I am reminded of this each time I walk into the Kuala Lumpur International Airport (KLIA), which is not often. It is this latter infrequency that makes the experience more interesting and it shines a small light on how we handle cognition. Most airports in the world, I should say, have similarities. There is the arrival and a departure lounge, the check-in counter, the information boards, and then the security system that you have to go through before finally departing.
These are things that you learn by drawing analogies in your mind — between airports you have visited and the new airport that you have just stepped into. You draw similar analogies when you enter a shop, navigate through a government department or when you are visiting someone for the first time in a hospital. We have these analogical maps in our heads all the time, which is why we are able to find our way in big cities, even if you are there for the first time.
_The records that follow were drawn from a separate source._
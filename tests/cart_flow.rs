mod common;

use common::{create_product, customer, admin, fixed_now, test_state};
use sea_orm::{ActiveModelTrait, Set};
use storefront_api::{
    db::is_unique_violation,
    dto::cart::AddToCartRequest,
    entity::cart_items::ActiveModel as CartActive,
    error::AppError,
    services::{cart_service, catalog_service},
};
use uuid::Uuid;

fn add(product_id: Uuid, quantity: i32) -> AddToCartRequest {
    AddToCartRequest {
        product_id,
        quantity,
    }
}

#[tokio::test]
async fn adding_the_same_product_twice_merges_into_one_line() -> anyhow::Result<()> {
    let state = test_state().await?;
    let user = customer(&state).await?;
    let mug = create_product(&state, "Mug", 1000, 10).await?;

    cart_service::add_to_cart(&state, &user, add(mug, 2)).await?;
    let resp = cart_service::add_to_cart(&state, &user, add(mug, 3)).await?;
    assert_eq!(resp.data.unwrap().message, "Added to cart.");

    let cart = cart_service::get_cart(&state, &user).await?.data.unwrap();
    assert_eq!(cart.items.len(), 1);
    assert_eq!(cart.items[0].quantity, 5);
    assert_eq!(cart.items[0].product_name.as_deref(), Some("Mug"));
    assert_eq!(cart.items[0].line_total, 5000);
    assert_eq!(cart.total, 5000);
    Ok(())
}

#[tokio::test]
async fn cumulative_quantity_beyond_stock_is_rejected() -> anyhow::Result<()> {
    let state = test_state().await?;
    let user = customer(&state).await?;
    let mug = create_product(&state, "Mug", 1000, 5).await?;

    cart_service::add_to_cart(&state, &user, add(mug, 3)).await?;
    let err = cart_service::add_to_cart(&state, &user, add(mug, 3))
        .await
        .unwrap_err();
    assert!(matches!(err, AppError::Validation(ref m) if m == "Not enough stock."));

    let cart = cart_service::get_cart(&state, &user).await?.data.unwrap();
    assert_eq!(cart.items[0].quantity, 3);
    Ok(())
}

#[tokio::test]
async fn other_carts_do_not_count_against_stock() -> anyhow::Result<()> {
    let state = test_state().await?;
    let first = customer(&state).await?;
    let second = customer(&state).await?;
    let mug = create_product(&state, "Mug", 1000, 5).await?;

    cart_service::add_to_cart(&state, &first, add(mug, 5)).await?;
    cart_service::add_to_cart(&state, &second, add(mug, 5)).await?;
    Ok(())
}

#[tokio::test]
async fn bad_quantity_or_product_is_a_validation_error() -> anyhow::Result<()> {
    let state = test_state().await?;
    let user = customer(&state).await?;
    let mug = create_product(&state, "Mug", 1000, 5).await?;

    let err = cart_service::add_to_cart(&state, &user, add(mug, 0))
        .await
        .unwrap_err();
    assert!(matches!(err, AppError::Validation(ref m) if m == "Quantity must be > 0."));

    let err = cart_service::add_to_cart(&state, &user, add(Uuid::new_v4(), 1))
        .await
        .unwrap_err();
    assert!(matches!(err, AppError::Validation(ref m) if m == "Invalid product."));

    let cart = cart_service::get_cart(&state, &user).await?.data.unwrap();
    assert!(cart.items.is_empty());
    assert_eq!(cart.total, 0);
    Ok(())
}

#[tokio::test]
async fn only_the_owner_can_remove_a_cart_line() -> anyhow::Result<()> {
    let state = test_state().await?;
    let owner = customer(&state).await?;
    let stranger = customer(&state).await?;
    let mug = create_product(&state, "Mug", 1000, 5).await?;

    cart_service::add_to_cart(&state, &owner, add(mug, 1)).await?;
    let item_id = cart_service::get_cart(&state, &owner).await?.data.unwrap().items[0].id;

    let err = cart_service::remove_from_cart(&state, &stranger, item_id)
        .await
        .unwrap_err();
    assert!(matches!(err, AppError::NotFound));

    cart_service::remove_from_cart(&state, &owner, item_id).await?;
    let cart = cart_service::get_cart(&state, &owner).await?.data.unwrap();
    assert!(cart.items.is_empty());

    let err = cart_service::remove_from_cart(&state, &owner, item_id)
        .await
        .unwrap_err();
    assert!(matches!(err, AppError::NotFound));
    Ok(())
}

#[tokio::test]
async fn clearing_empties_only_the_callers_cart() -> anyhow::Result<()> {
    let state = test_state().await?;
    let first = customer(&state).await?;
    let second = customer(&state).await?;
    let mug = create_product(&state, "Mug", 1000, 5).await?;
    let tee = create_product(&state, "Tee", 2000, 5).await?;

    cart_service::add_to_cart(&state, &first, add(mug, 1)).await?;
    cart_service::add_to_cart(&state, &first, add(tee, 1)).await?;
    cart_service::add_to_cart(&state, &second, add(mug, 2)).await?;

    cart_service::clear_cart(&state, &first).await?;
    cart_service::clear_cart(&state, &first).await?;

    assert!(cart_service::get_cart(&state, &first).await?.data.unwrap().items.is_empty());
    assert_eq!(cart_service::get_cart(&state, &second).await?.data.unwrap().items.len(), 1);
    Ok(())
}

#[tokio::test]
async fn deleted_products_show_as_unnamed_zero_price_lines() -> anyhow::Result<()> {
    let state = test_state().await?;
    let user = customer(&state).await?;
    let boss = admin(&state).await?;
    let mug = create_product(&state, "Mug", 1000, 5).await?;
    let tee = create_product(&state, "Tee", 2000, 5).await?;

    cart_service::add_to_cart(&state, &user, add(mug, 2)).await?;
    cart_service::add_to_cart(&state, &user, add(tee, 1)).await?;
    catalog_service::delete_product(&state, &boss, mug).await?;

    let cart = cart_service::get_cart(&state, &user).await?.data.unwrap();
    assert_eq!(cart.items.len(), 2);
    let gone = cart.items.iter().find(|l| l.product_id == mug).unwrap();
    assert_eq!(gone.product_name, None);
    assert_eq!(gone.price, 0);
    assert_eq!(gone.line_total, 0);
    assert_eq!(cart.total, 2000);
    Ok(())
}

#[tokio::test]
async fn cart_total_that_overflows_is_a_validation_error() -> anyhow::Result<()> {
    let state = test_state().await?;
    let user = customer(&state).await?;
    let pricey = create_product(&state, "Yacht", i64::MAX / 2 + 1, 10).await?;

    cart_service::add_to_cart(&state, &user, add(pricey, 2)).await?;
    let err = cart_service::get_cart(&state, &user).await.unwrap_err();
    assert!(matches!(err, AppError::Validation(ref m) if m == "Cart total is too large."));
    Ok(())
}

#[tokio::test]
async fn simultaneous_first_adds_end_in_one_merged_line() -> anyhow::Result<()> {
    let state = test_state().await?;
    let user = customer(&state).await?;
    let mug = create_product(&state, "Mug", 1000, 10).await?;

    // The test pool holds a single SQLite connection, so the two transactions
    // run one after the other rather than truly interleaving.
    let (first, second) = tokio::join!(
        cart_service::add_to_cart(&state, &user, add(mug, 2)),
        cart_service::add_to_cart(&state, &user, add(mug, 3)),
    );
    first?;
    second?;

    let cart = cart_service::get_cart(&state, &user).await?.data.unwrap();
    assert_eq!(cart.items.len(), 1);
    assert_eq!(cart.items[0].quantity, 5);
    Ok(())
}

#[tokio::test]
async fn a_second_row_for_the_same_product_is_a_unique_violation() -> anyhow::Result<()> {
    let state = test_state().await?;
    let user = customer(&state).await?;
    let mug = create_product(&state, "Mug", 1000, 10).await?;

    cart_service::add_to_cart(&state, &user, add(mug, 1)).await?;
    let err = CartActive {
        id: Set(Uuid::new_v4()),
        user_id: Set(user.user_id),
        product_id: Set(mug),
        quantity: Set(1),
        created_at: Set(fixed_now().into()),
    }
    .insert(&state.orm)
    .await
    .unwrap_err();

    // This is the error add_to_cart treats as "lost the race" and retries.
    assert!(is_unique_violation(&err));
    Ok(())
}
But even though I can find my way through the system at KLIA, arriving or departing, I am always surprised to be reminded, somewhere in my journey through this comfort zone of analogical familiarity, that there is a rail link from one part of the KLIA to the other. Sometimes, this rediscovery hits me when I am placidly sipping a cup of tea, thinking in the back of my mind that it is just a short walk to the departure gate when the time comes. In the recesses of my mind I have this memory of waving friends and relatives goodbye at the appropriate time, but not the wait for the train to the next stage.
Why is that part not registered in my mind? Cognitive psychologist Arthur Markman offers an explanation for this in his book Smart Thinking. We use comparisons all the time to evaluate situations, performances, talent, products and so on. The trouble with this comparison is that we tend to highlight the commonalities as well as the alignable differences. Alignable differences exist between two things that are generally, but not wholly, similar, say between a motorcycle and a car. Non-alignable differences exist between two very dissimilar objects: an ant and a jam jar, for instance.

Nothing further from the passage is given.